══ DATA PROVIDED

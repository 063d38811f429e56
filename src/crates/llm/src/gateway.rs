//! The prompt-in, text-out seam between the orchestrator and a model.

use crate::error::Result;
use async_trait::async_trait;

/// A language model that answers a single-turn prompt with free text.
///
/// Implementations own their transport concerns (timeouts, retries). A
/// returned error means the model could not be reached at all; the caller
/// treats it as fatal for the request.
#[async_trait]
pub trait ModelGateway: Send + Sync {
    /// Send one prompt and return the model's raw text answer.
    async fn ask(&self, prompt: &str) -> Result<String>;
}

════

__TASK__: Your task is to restate every record word for word.

__SOLUTION__:
repository 063d38811f429e56
filename src/crates/llm/src/gateway.rs
//! The prompt-in, text-out seam between the orchestrator and a model.

use crate::error::Result;
use async_trait::async_trait;

/// A language model that answers a single-turn prompt with free text.
///
/// Implementations own their transport concerns (timeouts, retries). A
/// returned error means the model could not be reached at all; the caller
/// treats it as fatal for the request.
#[async_trait]
pub trait ModelGateway: Send + Sync {
    /// Send one prompt and return the model's raw text answer.
    async fn ask(&self, prompt: &str) -> Result<String>;
}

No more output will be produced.